What this task involves: Below are the records; copy out every line that holds the word "TypedHeader".

#####

//! Benchmarks for the offline half of the pipeline.
//!
//! Run with: `cargo bench --package df-cli --bench pipeline_bench`
//!
//! Rendering is left out; it is dominated by the Graphviz process.

use criterion::{BenchmarkId, Criterion, Throughput, criterion_group, criterion_main};
use df_metrics::analyze;
use df_parser::{Sanitizer, extract_candidate, prepare_document, validate};
use std::hint::black_box;

/// A chatty response wrapping a chain of `steps` nodes with a few branches.
fn response(steps: usize) -> String {
    let mut body = String::from("digraph G {\n  rankdir=TB;\n");
    for index in 0..steps {
        body.push_str(&format!("  s{index} [label=\"Step {index}\"];\n"));
    }
    for index in 1..steps {
        body.push_str(&format!("  s{} -> s{index};\n", index - 1));
        if index % 7 == 0 {
            body.push_str(&format!("  s{index} -> s{} [label=|retry|];\n", index - 3));
        }
    }
    body.push('}');
    format!("Here is the flow you asked for.\n\n```dot\n{body}\n```\nLet me know if it needs work.")
}

fn bench_extract(c: &mut Criterion) {
    let mut group = c.benchmark_group("extract");
    for steps in [10, 100, 1_000] {
        let raw = response(steps);
        group.throughput(Throughput::Bytes(raw.len() as u64));
        group.bench_with_input(BenchmarkId::from_parameter(steps), &raw, |b, raw| {
            b.iter(|| extract_candidate(black_box(raw)));
        });
    }
    group.finish();
}

fn bench_prepare(c: &mut Criterion) {
    let sanitizer = Sanitizer::default();
    let mut group = c.benchmark_group("prepare_document");
    for steps in [10, 100, 1_000] {
        let raw = response(steps);
        group.throughput(Throughput::Bytes(raw.len() as u64));
        group.bench_with_input(BenchmarkId::from_parameter(steps), &raw, |b, raw| {
            b.iter(|| prepare_document(black_box(raw), &sanitizer));
        });
    }
    group.finish();
}

fn bench_metrics(c: &mut Criterion) {
    let mut group = c.benchmark_group("analyze");
    for steps in [10, 100, 1_000] {
        let candidate = extract_candidate(&response(steps)).unwrap_or_default();
        let Ok(sanitized) = Sanitizer::default().apply(&candidate) else {
            continue;
        };
        let Ok(document) = validate(&sanitized) else {
            continue;
        };
        group.bench_with_input(BenchmarkId::from_parameter(steps), &document, |b, document| {
            b.iter(|| analyze(black_box(document)));
        });
    }
    group.finish();
}

criterion_group!(benches, bench_extract, bench_prepare, bench_metrics);
criterion_main!(benches);
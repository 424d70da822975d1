use crate::server::{
    Result, ServerError, ServerRouter,
    extract::{Json, Query},
    routes::{PageQuery, feed_page},
};
use axum::extract::State;
use axum_extra::routing::{RouterExt, TypedPath};
use quill_common::{
    model::{
        group::{Group, GroupSlug},
        post::{PostEntry, PostFilter},
    },
    pagination::Page,
};
use quill_db::Database;
use serde::{Deserialize, Serialize};
use std::sync::Arc;

pub fn routes() -> ServerRouter {
    ServerRouter::new().typed_get(group_posts)
}

#[derive(TypedPath, Deserialize)]
#[typed_path("/group/{slug}/", rejection(ServerError))]
struct GroupPath {
    slug: GroupSlug,
}

#[derive(Clone, Eq, PartialEq, Debug, Hash, Serialize)]
struct GroupPage {
    group: Group,
    page: Page<PostEntry>,
}

async fn group_posts(
    GroupPath { slug }: GroupPath,
    State(db): State<Arc<dyn Database>>,
    Query(query): Query<PageQuery>,
) -> Result<Json<GroupPage>> {
    let group = db
        .fetch_group_by_slug(&slug)
        .await?
        .ok_or(ServerError::GroupNotFound(slug))?;
    let page = feed_page(&*db, PostFilter::Group(group.id), query.requested()).await?;

    Ok(Json(GroupPage { group, page }))
}
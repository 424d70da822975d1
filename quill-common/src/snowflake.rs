//! Snowflake IDs: a millisecond timestamp, the generating worker and process,
//! and a per-millisecond increment packed into one `u64`.
//!
//! See <https://discord.com/developers/docs/reference#snowflakes>

use derive_where::derive_where;
use serde::{
    Deserialize, Deserializer, Serialize,
    de::{Error, Unexpected},
};
use std::{
    fmt::{Debug, Display, Formatter},
    marker::PhantomData,
};
use thiserror::Error;
use time::{Duration, UtcDateTime};

pub const TIMESTAMP_OFFSET: u32 = 22;
pub const TIMESTAMP_LENGTH: u32 = 42;

pub const WORKER_ID_OFFSET: u32 = 17;
pub const WORKER_ID_LENGTH: u32 = 5;

pub const PROCESS_ID_OFFSET: u32 = 12;
pub const PROCESS_ID_LENGTH: u32 = 5;

pub const INCREMENT_OFFSET: u32 = 0;
pub const INCREMENT_LENGTH: u32 = 12;

const fn low_bits(length: u32) -> u64 {
    (1 << length) - 1
}

#[derive(Copy, Clone, Eq, PartialEq, Ord, PartialOrd, Debug, Hash, Error)]
pub enum SnowflakeError {
    #[error("Specified time was before the snowflake epoch.")]
    TimeBeforeEpoch,
    #[error("Resulting timestamp uses too many bits.")]
    TimestampTooLarge,
}

pub trait Epoch {
    const EPOCH_TIME: UtcDateTime;
}

/// Milliseconds between the epoch and `time`, checked against the timestamp width.
pub fn millis_since_epoch<SnowflakeEpoch: Epoch>(
    time: UtcDateTime,
) -> Result<u64, SnowflakeError> {
    let millis = (time - SnowflakeEpoch::EPOCH_TIME).whole_milliseconds();
    if millis < 0 {
        return Err(SnowflakeError::TimeBeforeEpoch);
    }

    u64::try_from(millis)
        .ok()
        .filter(|&millis| millis <= low_bits(TIMESTAMP_LENGTH))
        .ok_or(SnowflakeError::TimestampTooLarge)
}

macro_rules! machine_part {
    ($name:ident, $length:ident) => {
        #[derive(Copy, Clone, Eq, PartialEq, Ord, PartialOrd, Debug, Default, Hash, Serialize)]
        #[serde(transparent)]
        pub struct $name(u8);

        impl $name {
            #[must_use]
            pub fn new(id: u8) -> Option<Self> {
                (u64::from(id) <= low_bits($length)).then_some(Self(id))
            }

            #[must_use]
            pub fn get(self) -> u8 {
                self.0
            }
        }

        impl<'de> Deserialize<'de> for $name {
            fn deserialize<D>(deserializer: D) -> Result<Self, D::Error>
            where
                D: Deserializer<'de>,
            {
                let inner = u8::deserialize(deserializer)?;
                Self::new(inner).ok_or_else(|| {
                    Error::invalid_value(Unexpected::Unsigned(inner.into()), &stringify!($name))
                })
            }
        }
    };
}

machine_part!(WorkerId, WORKER_ID_LENGTH);
machine_part!(ProcessId, PROCESS_ID_LENGTH);

#[derive_where(
    Copy,
    Clone,
    Eq,
    PartialEq,
    Ord,
    PartialOrd,
    Debug,
    Default,
    Hash,
    Serialize,
    Deserialize
)]
#[serde(transparent)]
pub struct Snowflake<SnowflakeEpoch>(u64, #[serde(skip)] PhantomData<SnowflakeEpoch>);

impl<SnowflakeEpoch> Snowflake<SnowflakeEpoch> {
    #[must_use]
    pub fn new(inner: u64) -> Self {
        Self(inner, PhantomData)
    }

    /// Packs the parts; `millis` and `increment` are truncated to their widths.
    #[must_use]
    pub fn from_parts(
        millis: u64,
        worker_id: WorkerId,
        process_id: ProcessId,
        increment: u16,
    ) -> Self {
        let snowflake = (millis & low_bits(TIMESTAMP_LENGTH)) << TIMESTAMP_OFFSET
            | u64::from(worker_id.get()) << WORKER_ID_OFFSET
            | u64::from(process_id.get()) << PROCESS_ID_OFFSET
            | (u64::from(increment) & low_bits(INCREMENT_LENGTH)) << INCREMENT_OFFSET;

        Self::new(snowflake)
    }

    #[must_use]
    pub fn get(self) -> u64 {
        self.0
    }

    #[must_use]
    pub fn millis(self) -> u64 {
        (self.0 >> TIMESTAMP_OFFSET) & low_bits(TIMESTAMP_LENGTH)
    }

    #[must_use]
    #[allow(clippy::cast_possible_truncation)]
    pub fn worker_id(self) -> WorkerId {
        WorkerId(((self.0 >> WORKER_ID_OFFSET) & low_bits(WORKER_ID_LENGTH)) as u8)
    }

    #[must_use]
    #[allow(clippy::cast_possible_truncation)]
    pub fn process_id(self) -> ProcessId {
        ProcessId(((self.0 >> PROCESS_ID_OFFSET) & low_bits(PROCESS_ID_LENGTH)) as u8)
    }

    #[must_use]
    #[allow(clippy::cast_possible_truncation)]
    pub fn increment(self) -> u16 {
        ((self.0 >> INCREMENT_OFFSET) & low_bits(INCREMENT_LENGTH)) as u16
    }

    #[must_use]
    pub fn timestamp(self) -> UtcDateTime
    where
        SnowflakeEpoch: Epoch,
    {
        // 42 bits always fit into an i64.
        #[allow(clippy::cast_possible_wrap)]
        let millis = self.millis() as i64;
        SnowflakeEpoch::EPOCH_TIME + Duration::milliseconds(millis)
    }
}

impl<SnowflakeEpoch> Display for Snowflake<SnowflakeEpoch> {
    fn fmt(&self, f: &mut Formatter<'_>) -> std::fmt::Result {
        Display::fmt(&self.0, f)
    }
}

impl<SnowflakeEpoch> From<u64> for Snowflake<SnowflakeEpoch> {
    fn from(value: u64) -> Self {
        Self::new(value)
    }
}

impl<SnowflakeEpoch> From<Snowflake<SnowflakeEpoch>> for u64 {
    fn from(value: Snowflake<SnowflakeEpoch>) -> Self {
        value.get()
    }
}

/// Hands out strictly increasing snowflakes for one worker/process pair.
///
/// When more than 4096 IDs are requested within one millisecond, or the clock
/// moves backwards, the generator keeps counting on its last timestamp and
/// borrows from the next millisecond instead of repeating an ID.
#[derive_where(Copy, Clone, Eq, PartialEq, Debug, Default, Hash)]
pub struct SnowflakeGenerator<SnowflakeEpoch> {
    worker_id: WorkerId,
    process_id: ProcessId,
    last_millis: Option<u64>,
    next_increment: u16,
    phantom_data: PhantomData<SnowflakeEpoch>,
}

impl<SnowflakeEpoch> SnowflakeGenerator<SnowflakeEpoch> {
    #[must_use]
    pub fn new(worker_id: WorkerId, process_id: ProcessId) -> Self {
        Self {
            worker_id,
            process_id,
            last_millis: None,
            next_increment: 0,
            phantom_data: PhantomData,
        }
    }

    #[must_use]
    pub fn worker_id(&self) -> WorkerId {
        self.worker_id
    }

    #[must_use]
    pub fn process_id(&self) -> ProcessId {
        self.process_id
    }

    pub fn generate_at(
        &mut self,
        time: UtcDateTime,
    ) -> Result<Snowflake<SnowflakeEpoch>, SnowflakeError>
    where
        SnowflakeEpoch: Epoch,
    {
        let requested_millis = millis_since_epoch::<SnowflakeEpoch>(time)?;

        let millis = match self.last_millis {
            Some(last) if requested_millis <= last => {
                if u64::from(self.next_increment) > low_bits(INCREMENT_LENGTH) {
                    self.next_increment = 0;
                    last + 1
                } else {
                    last
                }
            }
            _ => {
                self.next_increment = 0;
                requested_millis
            }
        };
        if millis > low_bits(TIMESTAMP_LENGTH) {
            return Err(SnowflakeError::TimestampTooLarge);
        }

        let increment = self.next_increment;
        self.last_millis = Some(millis);
        self.next_increment += 1;

        Ok(Snowflake::from_parts(
            millis,
            self.worker_id,
            self.process_id,
            increment,
        ))
    }

    pub fn generate(&mut self) -> Result<Snowflake<SnowflakeEpoch>, SnowflakeError>
    where
        SnowflakeEpoch: Epoch,
    {
        self.generate_at(UtcDateTime::now())
    }
}
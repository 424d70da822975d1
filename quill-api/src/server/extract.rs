use crate::server::ServerError;
use axum::{
    Json as AxumJson,
    body::Bytes,
    extract::{FromRequest, FromRequestParts, Query as AxumQuery},
    http::StatusCode,
    response::{IntoResponse, Response},
};
use axum_extra::TypedHeader;
use headers::ContentType;
use serde::Serialize;

#[derive(FromRequest, Debug, Clone, Copy, Default)]
#[from_request(via(AxumJson), rejection(ServerError))]
pub struct Json<T>(pub T);

impl<T: Serialize> IntoResponse for Json<T> {
    fn into_response(self) -> Response {
        match to_json_bytes(&self.0) {
            Ok(json) => json_bytes_response(json),
            Err(err) => err.into_response(),
        }
    }
}

#[derive(FromRequestParts, Debug, Clone, Copy, Default)]
#[from_request(via(AxumQuery), rejection(ServerError))]
pub struct Query<T>(pub T);

pub fn to_json_bytes<T: Serialize>(value: &T) -> Result<Bytes, ServerError> {
    Ok(serde_json::to_vec(value)?.into())
}

pub fn json_bytes_response(json: Bytes) -> Response {
    (TypedHeader(ContentType::json()), json).into_response()
}

/// A form page sent back because the submission did not validate.
pub fn unprocessable<T: Serialize>(page: T) -> Response {
    (StatusCode::UNPROCESSABLE_ENTITY, Json(page)).into_response()
}
use crate::model::Id;
use serde::{
    Deserialize, Deserializer, Serialize,
    de::{Error, Unexpected},
};
use std::{fmt::Display, str::FromStr};
use thiserror::Error;

pub const GROUP_SLUG_MAX_LEN: usize = 50;
pub const GROUP_TITLE_MAX_LEN: usize = 200;

#[derive(Copy, Clone, Eq, PartialEq, Ord, PartialOrd, Debug, Default, Hash)]
pub struct GroupMarker;

#[derive(Clone, Eq, PartialEq, Debug, Hash, Serialize)]
pub struct Group {
    pub id: Id<GroupMarker>,
    pub title: GroupTitle,
    pub slug: GroupSlug,
    pub description: String,
}

#[derive(Clone, Eq, PartialEq, Debug, Hash)]
pub struct CreateGroup {
    pub title: GroupTitle,
    pub slug: GroupSlug,
    pub description: String,
}

#[derive(Clone, Eq, PartialEq, Ord, PartialOrd, Debug, Default, Hash, Serialize)]
#[serde(transparent)]
pub struct GroupSlug(String);

#[derive(Clone, Eq, PartialEq, Ord, PartialOrd, Debug, Default, Hash, Error)]
#[error("The group slug is invalid: {0}")]
pub struct InvalidGroupSlugError(String);

impl GroupSlug {
    pub fn new(slug: String) -> Result<Self, InvalidGroupSlugError> {
        let allowed = slug
            .chars()
            .all(|c| c.is_ascii_alphanumeric() || c == '-' || c == '_');

        if (1..=GROUP_SLUG_MAX_LEN).contains(&slug.len()) && allowed {
            Ok(GroupSlug(slug))
        } else {
            Err(InvalidGroupSlugError(slug))
        }
    }

    #[must_use]
    pub fn get(&self) -> &str {
        &self.0
    }
}

impl Display for GroupSlug {
    fn fmt(&self, f: &mut std::fmt::Formatter<'_>) -> std::fmt::Result {
        f.write_str(&self.0)
    }
}

impl FromStr for GroupSlug {
    type Err = InvalidGroupSlugError;

    fn from_str(s: &str) -> Result<Self, Self::Err> {
        Self::new(s.to_owned())
    }
}

impl<'de> Deserialize<'de> for GroupSlug {
    fn deserialize<D>(deserializer: D) -> Result<Self, D::Error>
    where
        D: Deserializer<'de>,
    {
        let inner = String::deserialize(deserializer)?;
        GroupSlug::new(inner)
            .map_err(|err| Error::invalid_value(Unexpected::Str(&err.0), &"GroupSlug"))
    }
}

#[derive(Clone, Eq, PartialEq, Ord, PartialOrd, Debug, Default, Hash, Serialize)]
#[serde(transparent)]
pub struct GroupTitle(String);

#[derive(Clone, Eq, PartialEq, Ord, PartialOrd, Debug, Default, Hash, Error)]
#[error("The group title is invalid: {0}")]
pub struct InvalidGroupTitleError(String);

impl GroupTitle {
    pub fn new(title: String) -> Result<Self, InvalidGroupTitleError> {
        if (1..=GROUP_TITLE_MAX_LEN).contains(&title.chars().count()) {
            Ok(GroupTitle(title))
        } else {
            Err(InvalidGroupTitleError(title))
        }
    }

    #[must_use]
    pub fn get(&self) -> &str {
        &self.0
    }
}

#[cfg(test)]
mod tests {
    use crate::model::group::{GROUP_SLUG_MAX_LEN, GroupSlug, GroupTitle};

    #[test]
    fn slugs() {
        for legal in ["group-post", "test_group", "g1"] {
            assert!(GroupSlug::new(legal.to_owned()).is_ok(), "{legal}");
        }

        let too_long = "s".repeat(GROUP_SLUG_MAX_LEN + 1);
        for illegal in ["", "with space", "группа", "a/b", too_long.as_str()] {
            assert!(GroupSlug::new(illegal.to_owned()).is_err(), "{illegal}");
        }
    }

    #[test]
    fn titles() {
        assert!(GroupTitle::new("Группа с постом".to_owned()).is_ok());
        assert!(GroupTitle::new(String::new()).is_err());
    }
}
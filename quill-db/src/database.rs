use async_trait::async_trait;
use quill_common::{
    model::{
        Id, ModelValidationError,
        auth::{AuthTokenHash, Authentication, PasswordHash},
        comment::{Comment, CommentEntry, CreateComment},
        follow::{Follow, FollowCounts},
        group::{CreateGroup, Group, GroupMarker, GroupSlug},
        post::{CreatePost, Post, PostContent, PostEntry, PostFilter, PostMarker},
        user::{CreateUser, User, UserMarker, Username},
    },
    pagination::PageWindow,
    snowflake::SnowflakeError,
};
use thiserror::Error;

pub type Result<T, E = DbError> = std::result::Result<T, E>;

#[derive(Debug, Error)]
pub enum DbError {
    #[error("An object in the database was invalid: {0}")]
    Data(#[from] ModelValidationError),
    #[error("Could not generate an id: {0}")]
    Snowflake(#[from] SnowflakeError),
    #[error("A record with the same {0} already exists")]
    Conflict(&'static str),
    #[error("The referenced {0} does not exist")]
    MissingReference(&'static str),
    #[error(transparent)]
    Sqlx(#[from] sqlx::Error),
    #[error(transparent)]
    Migrate(#[from] sqlx::migrate::MigrateError),
}

/// Persistence for every record the application knows about.
///
/// Deleting a user removes their posts, comments, follows and authentications;
/// deleting a post removes its comments; deleting a group detaches its posts.
/// Post listings are ordered newest first, comments likewise.
#[async_trait]
pub trait Database: Send + Sync {
    /// Fails with [`DbError::Conflict`] if the username is taken.
    async fn create_user(&self, user: &CreateUser, password: &PasswordHash) -> Result<User>;

    async fn fetch_user(&self, user_id: Id<UserMarker>) -> Result<Option<User>>;

    async fn fetch_user_by_username(&self, username: &Username) -> Result<Option<User>>;

    async fn fetch_password_hash(&self, user_id: Id<UserMarker>) -> Result<Option<PasswordHash>>;

    async fn delete_user(&self, user_id: Id<UserMarker>) -> Result<bool>;

    async fn create_auth(&self, authentication: &Authentication) -> Result<()>;

    async fn fetch_auth(&self, token_hash: &AuthTokenHash) -> Result<Option<Authentication>>;

    /// Fails with [`DbError::Conflict`] if the slug is taken.
    async fn create_group(&self, group: &CreateGroup) -> Result<Group>;

    async fn fetch_group_by_slug(&self, slug: &GroupSlug) -> Result<Option<Group>>;

    /// All groups, ordered by title.
    async fn fetch_groups(&self) -> Result<Vec<Group>>;

    async fn delete_group(&self, group_id: Id<GroupMarker>) -> Result<bool>;

    /// Stamps the post with the current time.
    async fn create_post(&self, post: &CreatePost) -> Result<Post>;

    async fn fetch_post(&self, post_id: Id<PostMarker>) -> Result<Option<PostEntry>>;

    /// Replaces the editable content; `None` if the post does not exist.
    async fn update_post(
        &self,
        post_id: Id<PostMarker>,
        content: &PostContent,
    ) -> Result<Option<Post>>;

    async fn delete_post(&self, post_id: Id<PostMarker>) -> Result<bool>;

    async fn count_posts(&self, filter: PostFilter) -> Result<u64>;

    async fn fetch_posts(&self, filter: PostFilter, window: PageWindow) -> Result<Vec<PostEntry>>;

    async fn create_comment(&self, comment: &CreateComment) -> Result<Comment>;

    async fn fetch_post_comments(&self, post_id: Id<PostMarker>) -> Result<Vec<CommentEntry>>;

    /// Returns `false` if the relationship already existed.
    async fn create_follow(&self, follow: Follow) -> Result<bool>;

    async fn follow_exists(&self, follow: Follow) -> Result<bool>;

    /// Returns `false` if there was no such relationship.
    async fn delete_follow(&self, follow: Follow) -> Result<bool>;

    async fn fetch_follow_counts(&self, user_id: Id<UserMarker>) -> Result<FollowCounts>;
}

#####

Solution for this task:
use axum_extra::TypedHeader;
    (TypedHeader(ContentType::json()), json).into_response()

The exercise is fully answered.